[Opening Task material section]
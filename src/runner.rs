//! Processing flows behind the command line interface.

use crate::config::ConfigError;
use crate::debug_info::{DebugInfo, DebugInfoError, PdbReader};
use crate::executable::{Executable, LoadError};
use crate::function::{Function, FunctionSetup};
use crate::instruction::AsmFormat;
use crate::output;
use std::path::{Path, PathBuf};
use thiserror::Error;

/// Sentinel file name selecting a name derived from the input file.
pub const AUTO_STR: &str = "auto";

pub fn is_auto_str(str: &str) -> bool {
    str.eq_ignore_ascii_case(AUTO_STR)
}

/// `auto` resolves to `<input stem>.config.json`.
pub fn get_config_file_name(input_file: &str, config_file: &str) -> String {
    if is_auto_str(config_file) {
        if input_file.is_empty() {
            return String::new();
        }
        let mut path = PathBuf::from(input_file);
        path.set_extension("config.json");
        return path.to_string_lossy().into_owned();
    }
    config_file.to_string()
}

/// `auto` resolves to `<input stem>.S`.
pub fn get_asm_output_file_name(input_file: &str, output_file: &str) -> String {
    if is_auto_str(output_file) {
        if input_file.is_empty() {
            return String::new();
        }
        let mut path = PathBuf::from(input_file);
        path.set_extension("S");
        return path.to_string_lossy().into_owned();
    }
    output_file.to_string()
}

#[derive(Debug, Copy, Clone, PartialEq, Eq)]
pub enum InputType {
    None,
    Exe,
    Pdb,
}

/// Picks the input interpretation from the explicit option, or from the file extension when the
/// option is `auto`.
pub fn get_input_type(input_file: &str, input_type: &str) -> InputType {
    if input_file.is_empty() {
        return InputType::None;
    }
    if is_auto_str(input_type) {
        let is_pdb = Path::new(input_file)
            .extension()
            .map(|ext| ext.eq_ignore_ascii_case("pdb"))
            .unwrap_or(false);
        return if is_pdb { InputType::Pdb } else { InputType::Exe };
    }
    if input_type.eq_ignore_ascii_case("exe") {
        InputType::Exe
    } else if input_type.eq_ignore_ascii_case("pdb") {
        InputType::Pdb
    } else {
        InputType::None
    }
}

/// Options for processing an executable input file.
#[derive(Debug, Clone, Default)]
pub struct ExeOptions {
    pub input_file: String,
    pub config_file: String,
    pub output_file: String,
    pub format: AsmFormat,
    pub start_addr: u64,
    pub end_addr: u64,
    pub print_secs: bool,
    pub dump_syms: bool,
}

/// Options for processing a program database input file.
#[derive(Debug, Clone, Default)]
pub struct PdbOptions {
    pub input_file: String,
}

#[derive(Debug, Error)]
pub enum RunnerError {
    #[error(transparent)]
    Load(#[from] LoadError),
    #[error(transparent)]
    Config(#[from] ConfigError),
    #[error(transparent)]
    DebugInfo(#[from] DebugInfoError),
    #[error("failed to write output file: {0}")]
    Output(#[from] std::io::Error),
    #[error("no functions found to disassemble")]
    NothingToDisassemble,
}

/// Carries state across the pdb-then-exe processing chain.
#[derive(Default)]
pub struct Runner {
    debug_info: Option<DebugInfo>,
    pdb_exe_file_name: String,
}

impl Runner {
    pub fn new() -> Self {
        Self::default()
    }

    /// Executable file name the processed pdb belongs to.
    ///
    /// The program database container does not portably store the executable path, so it is
    /// derived from the pdb file name.
    pub fn get_pdb_exe_file_name(&self) -> &str {
        &self.pdb_exe_file_name
    }

    /// Reads debug information from a pdb file and remembers it for a following
    /// [Runner::process_exe] call.
    pub fn process_pdb(&mut self, options: &PdbOptions) -> Result<(), RunnerError> {
        let debug_info = PdbReader::read(Path::new(&options.input_file))?;

        let mut exe_path = PathBuf::from(&options.input_file);
        exe_path.set_extension("exe");
        self.pdb_exe_file_name = exe_path.to_string_lossy().into_owned();
        self.debug_info = Some(debug_info);
        Ok(())
    }

    /// Loads an executable, applies its config, and writes the requested assembler output.
    pub fn process_exe(&mut self, options: &ExeOptions) -> Result<(), RunnerError> {
        let mut executable = Executable::load(Path::new(&options.input_file))?;

        if !options.config_file.is_empty() && Path::new(&options.config_file).exists() {
            executable.load_config(Path::new(&options.config_file), false)?;
        }
        if let Some(debug_info) = &self.debug_info {
            executable.add_symbols(debug_info.to_exe_symbols(), false);
        }

        if options.print_secs {
            print_sections(&executable);
            return Ok(());
        }

        if options.dump_syms && !options.config_file.is_empty() {
            executable.save_config(Path::new(&options.config_file))?;
        }

        let ranges = self.select_ranges(&executable, options);
        if ranges.is_empty() {
            return Err(RunnerError::NothingToDisassemble);
        }
        log::info!(
            "disassembling {} function(s) from '{}'...",
            ranges.len(),
            options.input_file
        );

        let setup = FunctionSetup::new(&executable, options.format);
        let mut functions = Vec::with_capacity(ranges.len());
        for (begin_address, end_address) in ranges {
            let mut function = Function::new();
            function.disassemble(&setup, begin_address, end_address);
            if let Some(debug_info) = &self.debug_info {
                if let Some(dbg_function) = debug_info.find_function(begin_address) {
                    // The line table covers the debug info's own range; only attach it when the
                    // disassembled range is the same.
                    let same_range = dbg_function.address == begin_address
                        && dbg_function.end_address() == end_address;
                    if same_range
                        && !dbg_function.source_lines.is_empty()
                        && !function.get_instructions().is_empty()
                    {
                        if let Some(name) =
                            debug_info.source_file_name(dbg_function.source_file_index)
                        {
                            let name = name.to_string();
                            function.set_source_file(&name, &dbg_function.source_lines);
                        }
                    }
                }
            }
            functions.push(function);
        }

        if !options.output_file.is_empty() {
            output::write_asm_file(Path::new(&options.output_file), functions.iter())?;
            log::info!("wrote assembler output to '{}'", options.output_file);
        }
        Ok(())
    }

    /// A given address range wins; otherwise every sized code-section symbol is emitted in
    /// address order.
    fn select_ranges(&self, executable: &Executable, options: &ExeOptions) -> Vec<(u64, u64)> {
        if options.start_addr < options.end_addr {
            return vec![(options.start_addr, options.end_addr)];
        }

        let Some(code_section) = executable.code_section() else {
            return Vec::new();
        };
        let code_range = code_section.address..code_section.address + code_section.size;

        let mut ranges = executable
            .symbols()
            .iter()
            .filter(|symbol| symbol.size > 0 && code_range.contains(&symbol.address))
            .map(|symbol| (symbol.address, symbol.address + symbol.size))
            .collect::<Vec<_>>();
        ranges.sort_unstable();
        ranges.dedup();
        ranges
    }
}

fn print_sections(executable: &Executable) {
    println!("sections of '{}':", executable.filename());
    for section in executable.sections() {
        println!(
            "  {:<12} type:{:<8} address:0x{:08x} size:0x{:08x}",
            section.name,
            section.section_type.as_str(),
            section.address,
            section.size
        );
    }
}

#[cfg(test)]
mod tests {
    use super::*;

    #[test]
    fn test_auto_file_names() {
        assert_eq!(get_config_file_name("program.exe", "auto"), "program.config.json");
        assert_eq!(get_config_file_name("program.exe", "given.json"), "given.json");
        assert_eq!(get_config_file_name("", "auto"), "");

        assert_eq!(get_asm_output_file_name("program.exe", "AUTO"), "program.S");
        assert_eq!(get_asm_output_file_name("program.exe", "out.S"), "out.S");
    }

    #[test]
    fn test_input_type_detection() {
        assert_eq!(get_input_type("program.exe", "auto"), InputType::Exe);
        assert_eq!(get_input_type("program.pdb", "auto"), InputType::Pdb);
        assert_eq!(get_input_type("program.bin", "auto"), InputType::Exe);
        assert_eq!(get_input_type("program.bin", "pdb"), InputType::Pdb);
        assert_eq!(get_input_type("program.bin", "bogus"), InputType::None);
        assert_eq!(get_input_type("", "exe"), InputType::None);
    }
}
//! Instruction value types shared between the disassembler and the comparison engine.

/// Pseudo-symbol prefix for call targets and unnamed code addresses.
pub const PREFIX_SUB: &str = "sub_";
/// Pseudo-symbol prefix for data addresses referenced by address or immediate operands.
pub const PREFIX_OFF: &str = "off_";
/// Pseudo-symbol prefix for data addresses referenced by memory or pointer operands.
pub const PREFIX_UNK: &str = "unk_";
/// Pseudo-symbol prefix for local jump labels.
pub const PREFIX_LOC: &str = "loc_";

/// All pseudo-symbol prefixes the token comparator may skip over.
pub const UNKNOWN_SYMBOL_PREFIXES: [&str; 4] = [PREFIX_SUB, PREFIX_OFF, PREFIX_UNK, PREFIX_LOC];

/// Textual style used when formatting disassembled instructions.
#[derive(Debug, Copy, Clone, PartialEq, Eq, Default)]
pub enum AsmFormat {
    /// Intel syntax, GNU assembler compatible.
    Igas,
    /// AT&T syntax.
    Agas,
    /// Intel MASM syntax.
    Masm,
    #[default]
    Default,
}

/// Parses a format name, defaulting to [AsmFormat::Default] for unrecognized input.
pub fn to_asm_format(str: &str) -> AsmFormat {
    if str.eq_ignore_ascii_case("igas") {
        AsmFormat::Igas
    } else if str.eq_ignore_ascii_case("agas") {
        AsmFormat::Agas
    } else if str.eq_ignore_ascii_case("masm") {
        AsmFormat::Masm
    } else if str.eq_ignore_ascii_case("default") {
        AsmFormat::Default
    } else {
        log::warn!("unrecognized asm format '{str}', defaulting to 'default'");
        AsmFormat::Default
    }
}

/// Legal maximum length of an x86 instruction in bytes.
pub const MAX_INSTRUCTION_BYTES: usize = 15;

/// Raw instruction bytes kept inline, without a heap allocation per instruction.
#[derive(Debug, Clone, Copy, Default, PartialEq, Eq)]
pub struct InstructionBytes {
    elements: [u8; MAX_INSTRUCTION_BYTES],
    size: u8,
}

impl InstructionBytes {
    pub fn set(&mut self, bytes: &[u8]) {
        debug_assert!(bytes.len() <= MAX_INSTRUCTION_BYTES);
        let size = bytes.len().min(MAX_INSTRUCTION_BYTES);
        self.elements[..size].copy_from_slice(&bytes[..size]);
        self.size = size as u8;
    }

    pub fn len(&self) -> usize {
        self.size as usize
    }

    pub fn is_empty(&self) -> bool {
        self.size == 0
    }

    pub fn as_slice(&self) -> &[u8] {
        &self.elements[..self.size as usize]
    }
}

/// A single disassembled instruction with address symbol substitution applied to its text.
#[derive(Debug, Clone, Default, PartialEq, Eq)]
pub struct AsmInstruction {
    /// Position of the instruction within the executable.
    pub address: u64,
    pub bytes: InstructionBytes,
    /// Instruction mnemonic and operands. Is not expected empty when valid.
    pub text: String,
    /// Instruction is a jump within the function it belongs to.
    pub is_jump: bool,
    /// Instruction has a symbol at its address. Is jumped to or called.
    pub is_symbol: bool,
    /// Instruction was not decoded or formatted correctly.
    pub is_invalid: bool,
    /// This instruction is the first one that corresponds to its line number.
    pub is_first_line: bool,
    /// Jump length in bytes. Valid when `is_jump` is set.
    pub jump_len: i32,
    /// Line number in the source file, if known. Zero means no line information.
    pub line_number: u16,
}

impl AsmInstruction {
    pub fn set_bytes(&mut self, bytes: &[u8]) {
        self.bytes.set(bytes);
    }
}

/// A named address inside a function, shown as `label:` in listings.
#[derive(Debug, Clone, PartialEq, Eq)]
pub struct AsmLabel {
    pub label: String,
    pub address: u64,
}

/// Returns the number of instructions between two instruction addresses, or None when either
/// address does not start an instruction.
pub fn get_instruction_distance(
    instructions: &[AsmInstruction],
    address1: u64,
    address2: u64,
) -> Option<isize> {
    let index1 = instructions
        .binary_search_by_key(&address1, |instruction| instruction.address)
        .ok()?;
    let index2 = instructions
        .binary_search_by_key(&address2, |instruction| instruction.address)
        .ok()?;
    Some(index2 as isize - index1 as isize)
}

/// Maximum number of words an instruction text splits into: the mnemonic plus up to three
/// operands. The 16-bit mismatch bitmaps leave room for more.
pub const MAX_INSTRUCTION_WORDS: usize = 4;

/// Views into an instruction text, split into mnemonic and operand words.
///
/// `mov dword ptr [eax], 0x10` becomes `{"mov", "dword ptr [eax]", "0x10"}`.
#[derive(Debug, Clone, Copy, Default)]
pub struct InstructionTextArray<'a> {
    words: [&'a str; MAX_INSTRUCTION_WORDS],
    size: usize,
}

impl<'a> InstructionTextArray<'a> {
    pub fn len(&self) -> usize {
        self.size
    }

    pub fn is_empty(&self) -> bool {
        self.size == 0
    }

    pub fn words(&self) -> &[&'a str] {
        &self.words[..self.size]
    }

    fn push(&mut self, word: &'a str) {
        debug_assert!(self.size < MAX_INSTRUCTION_WORDS);
        debug_assert!(!word.is_empty());
        self.words[self.size] = word;
        self.size += 1;
    }
}

impl<'a> std::ops::Index<usize> for InstructionTextArray<'a> {
    type Output = &'a str;

    fn index(&self, index: usize) -> &Self::Output {
        debug_assert!(index < self.size);
        &self.words[index]
    }
}

/// Splits instruction text into an array of word views.
///
/// The mnemonic is separated by the first space, operands by commas at the top level. Separators
/// inside double-quoted symbol names are ignored and spaces following a comma are skipped. Once
/// the word limit is reached, the remaining text stays attached to the last word.
pub fn split_instruction_text(text: &str) -> InstructionTextArray<'_> {
    let mut arr = InstructionTextArray::default();
    if text.is_empty() {
        return arr;
    }

    let bytes = text.as_bytes();
    let mut word_separator = b' ';
    let mut in_quote = false;
    let mut word_begin = 0;
    let mut c = 0;

    while c < bytes.len() {
        if bytes[c] == b'"' {
            // Does not look for separators inside quoted text.
            in_quote = !in_quote;
        } else if !in_quote && bytes[c] == word_separator && arr.len() < MAX_INSTRUCTION_WORDS - 1
        {
            arr.push(&text[word_begin..c]);
            // Change word separator for operands.
            word_separator = b',';
            // Skip separator and spaces between operands.
            c += 1;
            while c < bytes.len() && bytes[c] == b' ' {
                c += 1;
            }
            word_begin = c;
            continue;
        }
        c += 1;
    }

    arr.push(&text[word_begin..]);
    arr
}
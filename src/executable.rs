//! The executable being disassembled: sections, image base, symbol view and config persistence.

use crate::config::{
    self, ConfigError, ConfigFile, ImageConfig, ObjectConfig, ObjectSectionConfig, SectionConfig,
    SymbolConfig,
};
use crate::symbols::{ExeSymbol, SymbolMap};
use object::{Object, ObjectSection, ObjectSymbol};
use std::fs;
use std::path::Path;
use std::sync::Arc;
use thiserror::Error;

#[derive(Debug, Error)]
pub enum LoadError {
    #[error("failed to read executable: {0}")]
    Io(#[from] std::io::Error),
    #[error("failed to parse executable: {0}")]
    Parse(#[from] object::Error),
}

#[derive(Debug, Copy, Clone, PartialEq, Eq, Default)]
pub enum ExeSectionType {
    Code,
    Data,
    #[default]
    Unknown,
}

/// Parses a section type name. Anything unrecognized maps to [ExeSectionType::Unknown].
pub fn to_section_type(str: &str) -> ExeSectionType {
    if str.eq_ignore_ascii_case("code") {
        ExeSectionType::Code
    } else if str.eq_ignore_ascii_case("data") {
        ExeSectionType::Data
    } else {
        ExeSectionType::Unknown
    }
}

impl ExeSectionType {
    pub fn as_str(self) -> &'static str {
        match self {
            ExeSectionType::Code => "code",
            ExeSectionType::Data => "data",
            ExeSectionType::Unknown => "unknown",
        }
    }
}

/// A named region of the executable. The address is section-relative (the image base is not
/// included); the code section additionally carries its raw bytes.
#[derive(Debug, Clone, Default)]
pub struct ExeSectionInfo {
    pub name: String,
    pub section_type: ExeSectionType,
    pub address: u64,
    pub size: u64,
    pub data: Vec<u8>,
}

impl ExeSectionInfo {
    pub fn contains(&self, address: u64) -> bool {
        address >= self.address && address < self.address + self.size
    }
}

/// A linked object file and the section ranges it contributed.
#[derive(Debug, Clone, Default)]
pub struct ExeObject {
    pub name: String,
    pub sections: Vec<ExeObjectSection>,
}

#[derive(Debug, Clone, Default)]
pub struct ExeObjectSection {
    pub name: String,
    pub offset: u64,
    pub size: u64,
}

/// A loaded executable image.
///
/// The section table and symbol map are immutable while functions are being disassembled; the
/// symbol map is shared behind an [Arc] so formatter hooks can resolve symbols without borrowing
/// the executable itself.
#[derive(Debug, Clone, Default)]
pub struct Executable {
    filename: String,
    sections: Vec<ExeSectionInfo>,
    code_section_index: Option<usize>,
    symbols: Arc<SymbolMap>,
    objects: Vec<ExeObject>,
    image_base: u64,
    sections_begin: u64,
    sections_end: u64,
    image_config: ImageConfig,
}

impl Executable {
    pub fn new() -> Self {
        Self::default()
    }

    /// Loads sections and symbols from an executable file on disk.
    ///
    /// Symbols are inserted in two passes, named symbols and exports first, import-side symbols
    /// second. Entries with an empty name or a zero address are skipped in both passes.
    pub fn load(filename: &Path) -> Result<Self, LoadError> {
        log::debug!("loading section info from '{}'...", filename.display());

        let data = fs::read(filename)?;
        let file = object::File::parse(&*data)?;

        let mut exe = Self {
            filename: filename.to_string_lossy().into_owned(),
            image_base: file.relative_address_base(),
            ..Default::default()
        };

        let entry = file.entry().wrapping_sub(exe.image_base);
        for section in file.sections() {
            let name = match section.name() {
                Ok(name) if !name.is_empty() => name.to_string(),
                _ => continue,
            };
            if section.size() == 0 {
                continue;
            }
            let address = section.address().wrapping_sub(exe.image_base);
            // Naive split on whether a section holds code or data: the section containing the
            // entry point is code. A config file can re-type sections afterwards.
            let section_type = if entry >= address && entry < address + section.size() {
                ExeSectionType::Code
            } else {
                ExeSectionType::Data
            };
            exe.add_section(ExeSectionInfo {
                name,
                section_type,
                address,
                size: section.size(),
                data: section.data().map(<[u8]>::to_vec).unwrap_or_default(),
            });
        }

        log::debug!("indexing embedded symbols...");

        let named = file
            .symbols()
            .filter_map(|symbol| {
                let name = symbol.name().ok()?;
                let address = symbol.address().checked_sub(exe.image_base)?;
                Some(ExeSymbol::new(name, address, symbol.size()))
            })
            .chain(file.exports().unwrap_or_default().into_iter().filter_map(|export| {
                let name = String::from_utf8_lossy(export.name()).into_owned();
                let address = export.address().checked_sub(exe.image_base)?;
                Some(ExeSymbol::new(name, address, 0))
            }))
            .collect::<Vec<_>>();
        exe.add_symbols(named, false);

        let imported = file
            .dynamic_symbols()
            .filter_map(|symbol| {
                let name = symbol.name().ok()?;
                let address = symbol.address().checked_sub(exe.image_base)?;
                Some(ExeSymbol::new(name, address, symbol.size()))
            })
            .collect::<Vec<_>>();
        exe.add_symbols(imported, false);

        let object_name = filename
            .file_name()
            .map(|name| name.to_string_lossy().into_owned())
            .unwrap_or_else(|| exe.filename.clone());
        let mut object = ExeObject {
            name: object_name,
            sections: Vec::new(),
        };
        for section in file.sections() {
            let name = match section.name() {
                Ok(name) if !name.is_empty() => name.to_string(),
                _ => continue,
            };
            if section.size() == 0 {
                continue;
            }
            let (offset, size) = section.file_range().unwrap_or((0, section.size()));
            object.sections.push(ExeObjectSection { name, offset, size });
        }
        exe.objects.push(object);

        Ok(exe)
    }

    pub fn is_loaded(&self) -> bool {
        !self.sections.is_empty()
    }

    pub fn filename(&self) -> &str {
        &self.filename
    }

    pub fn sections(&self) -> &[ExeSectionInfo] {
        &self.sections
    }

    pub fn objects(&self) -> &[ExeObject] {
        &self.objects
    }

    /// Adds a section to the image, keeping the section bounds and code section index current.
    pub fn add_section(&mut self, section: ExeSectionInfo) {
        if self.code_section_index.is_none() && section.section_type == ExeSectionType::Code {
            self.code_section_index = Some(self.sections.len());
        }
        self.sections.push(section);
        self.update_bounds();
    }

    pub fn set_image_base(&mut self, image_base: u64) {
        self.image_base = image_base;
    }

    pub fn find_section(&self, address: u64) -> Option<&ExeSectionInfo> {
        self.sections.iter().find(|section| section.contains(address))
    }

    pub fn find_section_by_name(&self, name: &str) -> Option<&ExeSectionInfo> {
        self.sections.iter().find(|section| section.name == name)
    }

    pub fn code_section(&self) -> Option<&ExeSectionInfo> {
        self.code_section_index.map(|index| &self.sections[index])
    }

    /// Default image base address when ASLR is not in effect.
    pub fn image_base(&self) -> u64 {
        self.image_base
    }

    /// Begin address of the code section plus image base.
    pub fn code_section_begin_from_image_base(&self) -> u64 {
        self.code_section()
            .map(|section| section.address.saturating_add(self.image_base))
            .unwrap_or(0)
    }

    /// End address of the code section plus image base.
    pub fn code_section_end_from_image_base(&self) -> u64 {
        self.code_section()
            .map(|section| (section.address + section.size).saturating_add(self.image_base))
            .unwrap_or(0)
    }

    /// Begin address of the first section plus image base.
    pub fn all_sections_begin_from_image_base(&self) -> u64 {
        self.sections_begin.saturating_add(self.image_base)
    }

    /// End address of the last section plus image base.
    pub fn all_sections_end_from_image_base(&self) -> u64 {
        self.sections_end.saturating_add(self.image_base)
    }

    pub fn symbols(&self) -> &[ExeSymbol] {
        self.symbols.symbols()
    }

    pub(crate) fn symbol_map(&self) -> &Arc<SymbolMap> {
        &self.symbols
    }

    /// Exact address lookup.
    pub fn get_symbol(&self, address: u64) -> Option<&ExeSymbol> {
        self.symbols.get(address)
    }

    /// Name lookup. Returns Some only when exactly one symbol bears that name.
    pub fn get_symbol_by_name(&self, name: &str) -> Option<&ExeSymbol> {
        self.symbols.get_by_name(name)
    }

    /// Subtracts the image base before the symbol lookup.
    pub fn get_symbol_from_image_base(&self, address: u64) -> Option<&ExeSymbol> {
        self.symbols.get(address.wrapping_sub(self.image_base))
    }

    /// Adds a new symbol if not already present, or overwrites the existing one on request.
    pub fn add_symbol(&mut self, symbol: ExeSymbol, overwrite: bool) {
        Arc::make_mut(&mut self.symbols).insert(symbol, overwrite);
    }

    pub fn add_symbols(&mut self, symbols: impl IntoIterator<Item = ExeSymbol>, overwrite: bool) {
        Arc::make_mut(&mut self.symbols).extend(symbols, overwrite);
    }

    /// Applies a config file to the image: layout values, extra symbols, section overrides and
    /// object descriptions.
    pub fn load_config(&mut self, filename: &Path, overwrite_symbols: bool) -> Result<(), ConfigError> {
        log::debug!("loading config file '{}'...", filename.display());

        let config = config::read_config(filename)?;

        if let Some(image_config) = config.config {
            self.image_config = image_config;
        }
        if let Some(symbols) = config.symbols {
            log::debug!("loading {} config symbols...", symbols.len());
            self.add_symbols(
                symbols
                    .into_iter()
                    .map(|symbol| ExeSymbol::new(symbol.name, symbol.address, symbol.size)),
                overwrite_symbols,
            );
        }
        if let Some(sections) = config.sections {
            self.update_sections(&sections);
        }
        if let Some(objects) = config.objects {
            self.update_objects(objects);
        }
        Ok(())
    }

    /// Saves the image description to a config file, keeping keys that already exist there.
    pub fn save_config(&self, filename: &Path) -> Result<(), ConfigError> {
        log::debug!("saving config file '{}'...", filename.display());

        let config = ConfigFile {
            config: Some(self.image_config.clone()),
            symbols: Some(
                self.symbols
                    .symbols()
                    .iter()
                    .map(|symbol| SymbolConfig {
                        name: symbol.name.clone(),
                        address: symbol.address,
                        size: symbol.size,
                    })
                    .collect(),
            ),
            sections: Some(
                self.sections
                    .iter()
                    .map(|section| SectionConfig {
                        name: section.name.clone(),
                        section_type: section.section_type.as_str().to_string(),
                        address: section.address,
                        size: section.size,
                    })
                    .collect(),
            ),
            objects: Some(
                self.objects
                    .iter()
                    .map(|object| ObjectConfig {
                        name: object.name.clone(),
                        sections: object
                            .sections
                            .iter()
                            .map(|section| ObjectSectionConfig {
                                name: section.name.clone(),
                                offset: section.offset,
                                size: section.size,
                            })
                            .collect(),
                    })
                    .collect(),
            ),
        };
        config::write_config(filename, &config)
    }

    fn update_sections(&mut self, sections: &[SectionConfig]) {
        for config in sections {
            if config.name.is_empty() {
                continue;
            }
            let Some(section) = self
                .sections
                .iter_mut()
                .find(|section| section.name == config.name)
            else {
                log::debug!("section '{}' not found in binary", config.name);
                continue;
            };
            section.section_type = to_section_type(&config.section_type);
            section.address = config.address;
            section.size = config.size;
        }

        self.code_section_index = self
            .sections
            .iter()
            .position(|section| section.section_type == ExeSectionType::Code);
        self.update_bounds();
    }

    fn update_objects(&mut self, objects: Vec<ObjectConfig>) {
        for config in objects {
            if self.objects.iter().any(|object| object.name == config.name) {
                continue;
            }
            self.objects.push(ExeObject {
                name: config.name,
                sections: config
                    .sections
                    .into_iter()
                    .map(|section| ExeObjectSection {
                        name: section.name,
                        offset: section.offset,
                        size: section.size,
                    })
                    .collect(),
            });
        }
    }

    fn update_bounds(&mut self) {
        self.sections_begin = self
            .sections
            .iter()
            .map(|section| section.address)
            .min()
            .unwrap_or(0);
        self.sections_end = self
            .sections
            .iter()
            .map(|section| section.address + section.size)
            .max()
            .unwrap_or(0);
    }
}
[Closing Task material section]
(What to produce) Where a line of the records contains the word "resolves", count it; state only the final tally.

(Answer to this exercise) 2